Wednesday, 16 April 2014

Czech, Hungarian presidents for nuclear power plants' expansion

ČTK |
5 December 2012

Budapest, Dec 4 (CTK) - The Czech Republic and Hungary share the interest in extending their nuclear power plants, the two states' presidents, Vaclav Klaus and Janos Ader, said Tuesday, adding that Prague and Budapest will decide on their nuclear energy policy independently within the EU and will defend it.

Klaus met Ader at the beginning of his two-day state visit to Hungary.

Klaus has paid a series of visits to the neighbouring countries to say farewell before his second and last possible presidential tenure expires next March.

"If we have sought topics and interests we have in common and issues on which we share the same opinion and which we are capable of promoting jointly, I think that the defence of nuclear energy could be one of such joint interests of Hungary and the Czech Republic in the present very irrationally behavior of Europe," Klaus told journalists after meeting Ader.

Ader recalled that the Czech Republic, like Hungary, has decided to extend its nuclear power plants.

He said Hungary, which will launch a tender for the extension of its only nuclear power plant, Paks, next week, would like to share the Czech experiences with the previously launched tender for the extension of the Temelin nuclear power plant.

In this area, Hungary is a sovereign country and it decides itself on what it wants to achieve in nuclear energy and what it prefers, Ader said.

He said every government wants to reduce its energy dependence on foreign sources, and that nuclear energy is the crucial domestic source of Hungary.

Last year's disaster in the Japanese nuclear power plant Fukushima provoked a debate in Europe about the future of nuclear energy. Germany decided to completely abandon nuclear energy. The nuclear-free Austria, the neighbour of both Czechs and Hungarians, sharply criticises the idea of nuclear energy expansion as well.

Klaus repeated in Budapest Tuesday that he is worried about the way some Austrian political parties protest against the extension of Temelin, a Czech nuclear power plant situated some 60 km from the Austrian border.

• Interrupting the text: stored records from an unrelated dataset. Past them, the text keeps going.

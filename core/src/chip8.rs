use log::{debug, log_enabled, trace, Level};
use rand::rngs::StdRng;
use rand::SeedableRng;

use crate::config::Config;
use crate::constants::{KEY_COUNT, PROGRAM_START};
use crate::error::{Error, Result};
use crate::instruction::Instruction;
use crate::keyboard::Keyboard;
use crate::memory::Memory;
use crate::registers::Registers;
use crate::screen::Screen;
use crate::stack::Stack;

/// Whether the CPU can fetch its next instruction
#[derive(Clone, Copy, Debug, PartialEq, Eq)]
pub enum ExecState {
    Running,
    /// Fx0A is waiting for a key press to land in the given register
    WaitingForKey(u8),
}

/// # Chip-8
/// Chip-8 is a virtual machine and corresponding interpreted language.
///
/// Owns one emulation session:
///  - `memory`, `registers`, `stack`, `screen`
///  - `keyboard` with the host key type `K` it was configured with
///  - the random source used by RND
///
/// Supplies interfaces for:
/// - loading roms
/// - pressing and releasing keys
/// - stepping the CPU or executing a single opcode
/// - advancing its timers
/// - inspecting its screen for rendering by some display
pub struct Chip8<K> {
    pub(crate) memory: Memory,
    pub(crate) registers: Registers,
    pub(crate) stack: Stack,
    pub(crate) keyboard: Keyboard<K>,
    pub(crate) screen: Screen,
    pub(crate) rng: StdRng,
    pub(crate) exec_state: ExecState,
    pub(crate) draw_flag: bool,
}

impl<K: Copy + PartialEq> Chip8<K> {
    pub fn new(config: Config<K>) -> Self {
        Self::with_rng(config, StdRng::from_entropy())
    }

    /// A session whose RND sequence is reproducible
    pub fn with_seed(config: Config<K>, seed: u64) -> Self {
        Self::with_rng(config, StdRng::seed_from_u64(seed))
    }

    fn with_rng(config: Config<K>, rng: StdRng) -> Self {
        Chip8 {
            memory: Memory::with_font(&config.font),
            registers: Registers::new(),
            stack: Stack::new(),
            keyboard: Keyboard::new(config.keymap),
            screen: Screen::new(),
            rng,
            exec_state: ExecState::Running,
            draw_flag: false,
        }
    }

    /// Copies a ROM to 0x200 and points the program counter at it.
    ///
    /// # Arguments
    /// * `rom` the program image; it must fit between 0x200 and the end of memory
    pub fn load(&mut self, rom: &[u8]) -> Result<()> {
        let start = PROGRAM_START as usize;
        let max = self.memory.size() - start;
        if rom.len() > max {
            return Err(Error::LoadTooLarge {
                size: rom.len(),
                max,
            });
        }

        self.memory.write(start, rom)?;
        self.registers.pc = PROGRAM_START;
        debug!("loaded {} byte ROM at {:#05X}", rom.len(), start);
        Ok(())
    }

    /// Advances the CPU by a single cycle
    /// - does nothing while awaiting a keypress
    /// - fetches the opcode at the pc, moves the pc past it, and executes it
    pub fn step(&mut self) -> Result<()> {
        if self.is_waiting_for_key() {
            return Ok(());
        }

        let pc = self.registers.pc;
        let op = self.memory.get_word(pc as usize)?;
        self.registers.pc = pc.wrapping_add(2);
        self.execute(op)
    }

    /// Decodes and applies a single opcode; the pc must already point past it.
    pub fn execute(&mut self, op: u16) -> Result<()> {
        let instruction = Instruction::decode(op)?;
        if log_enabled!(Level::Trace) {
            trace!("{}", self.describe(op, &instruction));
        }
        self.apply(instruction)
    }

    /// One trace line: the address the opcode was fetched from, the opcode, its mnemonic,
    /// and the registers it will see
    fn describe(&self, op: u16, instruction: &Instruction) -> String {
        format!(
            "{:04X}: {:04X} {:<16} i={:04X} v={:02X?}",
            self.registers.pc.wrapping_sub(2),
            op,
            instruction.to_string(),
            self.registers.i,
            self.registers.v
        )
    }

    /// Counts the delay and sound timers down; the driver calls this at 60Hz
    pub fn tick_timers(&mut self) {
        self.registers.tick_timers();
    }

    /// Presses the virtual key bound to a host key, returning it if there is one
    pub fn press(&mut self, physical: K) -> Result<Option<u8>> {
        match self.keyboard.map_physical_to_virtual(physical) {
            Some(key) => self.key_down(key).map(|_| Some(key)),
            None => Ok(None),
        }
    }

    /// Releases the virtual key bound to a host key, returning it if there is one
    pub fn release(&mut self, physical: K) -> Result<Option<u8>> {
        match self.keyboard.map_physical_to_virtual(physical) {
            Some(key) => self.key_up(key).map(|_| Some(key)),
            None => Ok(None),
        }
    }

    /// Set the pressed status of a virtual key
    /// - if Fx0A is waiting and the key was up, the key is written to its register and the CPU resumes
    pub fn key_down(&mut self, key: u8) -> Result<()> {
        let was_down = self.keyboard.is_down(key)?;
        self.keyboard.key_down(key)?;
        if was_down {
            return Ok(());
        }
        if let ExecState::WaitingForKey(x) = self.exec_state {
            debug!("key {:X} resumes execution, stored in V{:X}", key, x);
            self.registers.v[x as usize] = key;
            self.exec_state = ExecState::Running;
        }
        Ok(())
    }

    /// Unset the pressed status of a virtual key
    pub fn key_up(&mut self, key: u8) -> Result<()> {
        self.keyboard.key_up(key)
    }

    pub fn set_mapping(&mut self, mapping: [K; KEY_COUNT]) {
        self.keyboard.set_mapping(mapping);
    }

    /// Returns true if the screen changed since the last call
    pub fn take_redraw(&mut self) -> bool {
        std::mem::replace(&mut self.draw_flag, false)
    }

    /// The driver should play a tone while this holds
    pub fn sound_active(&self) -> bool {
        self.registers.sound_timer > 0
    }

    pub fn is_waiting_for_key(&self) -> bool {
        matches!(self.exec_state, ExecState::WaitingForKey(_))
    }

    pub fn exec_state(&self) -> ExecState {
        self.exec_state
    }

    pub fn screen(&self) -> &Screen {
        &self.screen
    }

    pub fn registers(&self) -> &Registers {
        &self.registers
    }

    pub fn memory(&self) -> &Memory {
        &self.memory
    }

    pub fn stack(&self) -> &Stack {
        &self.stack
    }

    pub fn keyboard(&self) -> &Keyboard<K> {
        &self.keyboard
    }
}

#[cfg(test)]
mod tests {
    use super::*;
    use crate::constants::{FONT, MEMORY_SIZE};

    fn chip8() -> Chip8<char> {
        let keymap = [
            'x', '1', '2', '3', 'q', 'w', 'e', 'a', 's', 'd', 'z', 'c', '4', 'r', 'f', 'v',
        ];
        Chip8::with_seed(Config::new(keymap), 0x8)
    }

    #[test]
    fn test_starts_zeroed_with_font() {
        let chip8 = chip8();
        assert_eq!(chip8.memory.read(0x0, 80), Ok(&FONT[..]));
        assert_eq!(chip8.memory.get(80), Ok(0x0));
        assert_eq!(chip8.registers, Registers::new());
        assert_eq!(chip8.stack.sp(), 0);
        assert_eq!(chip8.exec_state, ExecState::Running);
    }

    #[test]
    fn test_loads_rom() {
        let mut chip8 = chip8();
        chip8.load(&[0x00, 0xE0, 0x12, 0x00]).unwrap();
        assert_eq!(chip8.registers.pc, 0x200);
        assert_eq!(chip8.memory.get_word(0x202), Ok(0x1200));
    }

    #[test]
    fn test_loads_rom_that_exactly_fits() {
        let mut chip8 = chip8();
        let rom = vec![0xAB; MEMORY_SIZE - 0x200];
        assert_eq!(chip8.load(&rom), Ok(()));
        assert_eq!(chip8.memory.get(MEMORY_SIZE - 1), Ok(0xAB));
    }

    #[test]
    fn test_refuses_rom_too_large() {
        let mut chip8 = chip8();
        let rom = vec![0xAB; MEMORY_SIZE - 0x200 + 1];
        assert_eq!(
            chip8.load(&rom),
            Err(Error::LoadTooLarge {
                size: MEMORY_SIZE - 0x200 + 1,
                max: MEMORY_SIZE - 0x200
            })
        );
        assert_eq!(chip8.memory.get(0x200), Ok(0x0));
        assert_eq!(chip8.registers.pc, 0x0);
    }

    #[test]
    fn test_step_fetches_and_advances() {
        let mut chip8 = chip8();
        chip8.load(&[0x61, 0x22]).unwrap();
        chip8.step().unwrap();
        assert_eq!(chip8.registers.pc, 0x202);
        assert_eq!(chip8.registers.v[0x1], 0x22);
    }

    #[test]
    fn test_step_fails_past_end_of_memory() {
        let mut chip8 = chip8();
        chip8.registers.pc = (MEMORY_SIZE - 1) as u16;
        assert_eq!(
            chip8.step(),
            Err(Error::OutOfBounds {
                address: MEMORY_SIZE
            })
        );
    }

    #[test]
    fn test_doesnt_step_while_waiting_for_key() {
        let mut chip8 = chip8();
        chip8.load(&[0x61, 0x22]).unwrap();
        chip8.exec_state = ExecState::WaitingForKey(0x1);
        chip8.step().unwrap();
        assert_eq!(chip8.registers.pc, 0x200);
        assert_eq!(chip8.registers.v[0x1], 0x0);
    }

    #[test]
    fn test_key_down_resumes_waiting_cpu() {
        let mut chip8 = chip8();
        chip8.exec_state = ExecState::WaitingForKey(0x1);
        chip8.key_down(0xE).unwrap();
        assert_eq!(chip8.exec_state, ExecState::Running);
        assert_eq!(chip8.registers.v[0x1], 0xE);
    }

    #[test]
    fn test_held_key_doesnt_resume_waiting_cpu() {
        let mut chip8 = chip8();
        chip8.key_down(0x5).unwrap();
        chip8.execute(0xF30A).unwrap();

        chip8.key_down(0x5).unwrap();
        assert_eq!(chip8.exec_state, ExecState::WaitingForKey(0x3));
        assert_eq!(chip8.registers.v[0x3], 0x0);

        chip8.key_up(0x5).unwrap();
        chip8.key_down(0x5).unwrap();
        assert_eq!(chip8.exec_state, ExecState::Running);
        assert_eq!(chip8.registers.v[0x3], 0x5);
    }

    #[test]
    fn test_describe_shows_fetch_address() {
        let mut chip8 = chip8();
        chip8.load(&[0x61, 0x22]).unwrap();
        chip8.registers.pc = 0x202;
        let instruction = Instruction::decode(0x6122).unwrap();
        let line = chip8.describe(0x6122, &instruction);
        assert!(line.starts_with("0200: 6122 LD V1, 0x22"), "{}", line);
    }

    #[test]
    fn test_press_maps_host_keys() {
        let mut chip8 = chip8();
        assert_eq!(chip8.press('f'), Ok(Some(0xE)));
        assert_eq!(chip8.keyboard.is_down(0xE), Ok(true));
        assert_eq!(chip8.release('f'), Ok(Some(0xE)));
        assert_eq!(chip8.keyboard.is_down(0xE), Ok(false));
        assert_eq!(chip8.press('p'), Ok(None));
    }

    #[test]
    fn test_timers_keep_ticking_while_waiting() {
        let mut chip8 = chip8();
        chip8.registers.delay_timer = 0x2;
        chip8.registers.sound_timer = 0x1;
        chip8.exec_state = ExecState::WaitingForKey(0x0);
        assert!(chip8.sound_active());
        chip8.tick_timers();
        assert_eq!(chip8.registers.delay_timer, 0x1);
        assert!(!chip8.sound_active());
    }

    #[test]
    fn test_take_redraw_clears_flag() {
        let mut chip8 = chip8();
        assert!(!chip8.take_redraw());
        chip8.execute(0x00E0).unwrap();
        assert!(chip8.take_redraw());
        assert!(!chip8.take_redraw());
    }
}
use std::fmt;

use crate::error::{Error, Result};
use crate::opcode::Opcode;

/// A decoded Chip-8 instruction and its operands.
///
/// `x` and `y` are register indices, always in 0x0..=0xF since they come from a single nibble.
#[derive(Clone, Copy, Debug, PartialEq, Eq)]
pub enum Instruction {
    /// 00E0
    Clear,
    /// 00EE
    Return,
    /// 1nnn
    Jump { nnn: u16 },
    /// 2nnn
    Call { nnn: u16 },
    /// 3xkk
    SkipEqByte { x: u8, kk: u8 },
    /// 4xkk
    SkipNeByte { x: u8, kk: u8 },
    /// 5xy0
    SkipEqReg { x: u8, y: u8 },
    /// 6xkk
    LoadByte { x: u8, kk: u8 },
    /// 7xkk
    AddByte { x: u8, kk: u8 },
    /// 8xy0
    Move { x: u8, y: u8 },
    /// 8xy1
    Or { x: u8, y: u8 },
    /// 8xy2
    And { x: u8, y: u8 },
    /// 8xy3
    Xor { x: u8, y: u8 },
    /// 8xy4
    AddReg { x: u8, y: u8 },
    /// 8xy5
    Sub { x: u8, y: u8 },
    /// 8xy6
    ShiftRight { x: u8 },
    /// 8xy7
    SubN { x: u8, y: u8 },
    /// 8xyE
    ShiftLeft { x: u8 },
    /// 9xy0
    SkipNeReg { x: u8, y: u8 },
    /// Annn
    LoadI { nnn: u16 },
    /// Bnnn
    JumpV0 { nnn: u16 },
    /// Cxkk
    Random { x: u8, kk: u8 },
    /// Dxyn
    Draw { x: u8, y: u8, n: u8 },
    /// Ex9E
    SkipPressed { x: u8 },
    /// ExA1
    SkipNotPressed { x: u8 },
    /// Fx07
    LoadDelay { x: u8 },
    /// Fx0A
    WaitKey { x: u8 },
    /// Fx15
    SetDelay { x: u8 },
    /// Fx18
    SetSound { x: u8 },
    /// Fx1E
    AddI { x: u8 },
    /// Fx29
    LoadGlyph { x: u8 },
    /// Fx33
    Bcd { x: u8 },
    /// Fx55
    Store { x: u8 },
    /// Fx65
    Read { x: u8 },
}

impl Instruction {
    /// Selects the Instruction for a given opcode
    pub fn decode(op: u16) -> Result<Self> {
        use Instruction::*;

        let (x, y, n, kk, nnn) = (op.x(), op.y(), op.n(), op.kk(), op.nnn());
        let instruction = match op.nibbles() {
            (0x0, 0x0, 0xE, 0x0) => Clear,
            (0x0, 0x0, 0xE, 0xE) => Return,
            (0x1, ..) => Jump { nnn },
            (0x2, ..) => Call { nnn },
            (0x3, ..) => SkipEqByte { x, kk },
            (0x4, ..) => SkipNeByte { x, kk },
            (0x5, .., 0x0) => SkipEqReg { x, y },
            (0x6, ..) => LoadByte { x, kk },
            (0x7, ..) => AddByte { x, kk },
            (0x8, .., 0x0) => Move { x, y },
            (0x8, .., 0x1) => Or { x, y },
            (0x8, .., 0x2) => And { x, y },
            (0x8, .., 0x3) => Xor { x, y },
            (0x8, .., 0x4) => AddReg { x, y },
            (0x8, .., 0x5) => Sub { x, y },
            (0x8, .., 0x6) => ShiftRight { x },
            (0x8, .., 0x7) => SubN { x, y },
            (0x8, .., 0xE) => ShiftLeft { x },
            (0x9, .., 0x0) => SkipNeReg { x, y },
            (0xA, ..) => LoadI { nnn },
            (0xB, ..) => JumpV0 { nnn },
            (0xC, ..) => Random { x, kk },
            (0xD, ..) => Draw { x, y, n },
            (0xE, .., 0x9, 0xE) => SkipPressed { x },
            (0xE, .., 0xA, 0x1) => SkipNotPressed { x },
            (0xF, .., 0x0, 0x7) => LoadDelay { x },
            (0xF, .., 0x0, 0xA) => WaitKey { x },
            (0xF, .., 0x1, 0x5) => SetDelay { x },
            (0xF, .., 0x1, 0x8) => SetSound { x },
            (0xF, .., 0x1, 0xE) => AddI { x },
            (0xF, .., 0x2, 0x9) => LoadGlyph { x },
            (0xF, .., 0x3, 0x3) => Bcd { x },
            (0xF, .., 0x5, 0x5) => Store { x },
            (0xF, .., 0x6, 0x5) => Read { x },
            _ => return Err(Error::UnknownOpcode(op)),
        };
        Ok(instruction)
    }
}

/// Cowgod-style assembly mnemonics, used in the instruction trace
impl fmt::Display for Instruction {
    fn fmt(&self, f: &mut fmt::Formatter) -> fmt::Result {
        use Instruction::*;

        match *self {
            Clear => write!(f, "CLS"),
            Return => write!(f, "RET"),
            Jump { nnn } => write!(f, "JP {:#05X}", nnn),
            Call { nnn } => write!(f, "CALL {:#05X}", nnn),
            SkipEqByte { x, kk } => write!(f, "SE V{:X}, {:#04X}", x, kk),
            SkipNeByte { x, kk } => write!(f, "SNE V{:X}, {:#04X}", x, kk),
            SkipEqReg { x, y } => write!(f, "SE V{:X}, V{:X}", x, y),
            LoadByte { x, kk } => write!(f, "LD V{:X}, {:#04X}", x, kk),
            AddByte { x, kk } => write!(f, "ADD V{:X}, {:#04X}", x, kk),
            Move { x, y } => write!(f, "LD V{:X}, V{:X}", x, y),
            Or { x, y } => write!(f, "OR V{:X}, V{:X}", x, y),
            And { x, y } => write!(f, "AND V{:X}, V{:X}", x, y),
            Xor { x, y } => write!(f, "XOR V{:X}, V{:X}", x, y),
            AddReg { x, y } => write!(f, "ADD V{:X}, V{:X}", x, y),
            Sub { x, y } => write!(f, "SUB V{:X}, V{:X}", x, y),
            ShiftRight { x } => write!(f, "SHR V{:X}", x),
            SubN { x, y } => write!(f, "SUBN V{:X}, V{:X}", x, y),
            ShiftLeft { x } => write!(f, "SHL V{:X}", x),
            SkipNeReg { x, y } => write!(f, "SNE V{:X}, V{:X}", x, y),
            LoadI { nnn } => write!(f, "LD I, {:#05X}", nnn),
            JumpV0 { nnn } => write!(f, "JP V0, {:#05X}", nnn),
            Random { x, kk } => write!(f, "RND V{:X}, {:#04X}", x, kk),
            Draw { x, y, n } => write!(f, "DRW V{:X}, V{:X}, {}", x, y, n),
            SkipPressed { x } => write!(f, "SKP V{:X}", x),
            SkipNotPressed { x } => write!(f, "SKNP V{:X}", x),
            LoadDelay { x } => write!(f, "LD V{:X}, DT", x),
            WaitKey { x } => write!(f, "LD V{:X}, K", x),
            SetDelay { x } => write!(f, "LD DT, V{:X}", x),
            SetSound { x } => write!(f, "LD ST, V{:X}", x),
            AddI { x } => write!(f, "ADD I, V{:X}", x),
            LoadGlyph { x } => write!(f, "LD F, V{:X}", x),
            Bcd { x } => write!(f, "LD B, V{:X}", x),
            Store { x } => write!(f, "LD [I], V{:X}", x),
            Read { x } => write!(f, "LD V{:X}, [I]", x),
        }
    }
}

Czech Deputy Industry and Trade Minister Milan Hovorka said the planned expansion of the Hungarian Paks nuclear power plant could be an opportunity for Czech companies.

If they became strategic partners of suppliers of nuclear technology for Temelin, this would open up the way to the future bids in Hungary, too, Hovorka said.

Hovorka said Hungary wanted the Czech Republic to provide it with information on how to put up a tender for the expansion of a nuclear power plant with the most advantageous conditions, also taking into account the interests of domestic suppliers.

Hungary is an important partner for the Czech Republic in the EU as it emphasis nuclear plants' safety, but it also wants to defend itself against irrational demands of some countries which may increase the price of nuclear energy very much, he added.

Klaus also met Hungarian Prime Minister Viktor Orban.

Klaus said at the official dinner that their views on EU problems were very close.

"I know that Hungary, too, is intensively looking for replies to these questions and that it is able to push for its interests on the international scene in an open and resolute way. As far as European integration and the development of the European crisis are concerned, our attitudes are close," said Klaus, who has never made secret that he is sceptical of further European integration.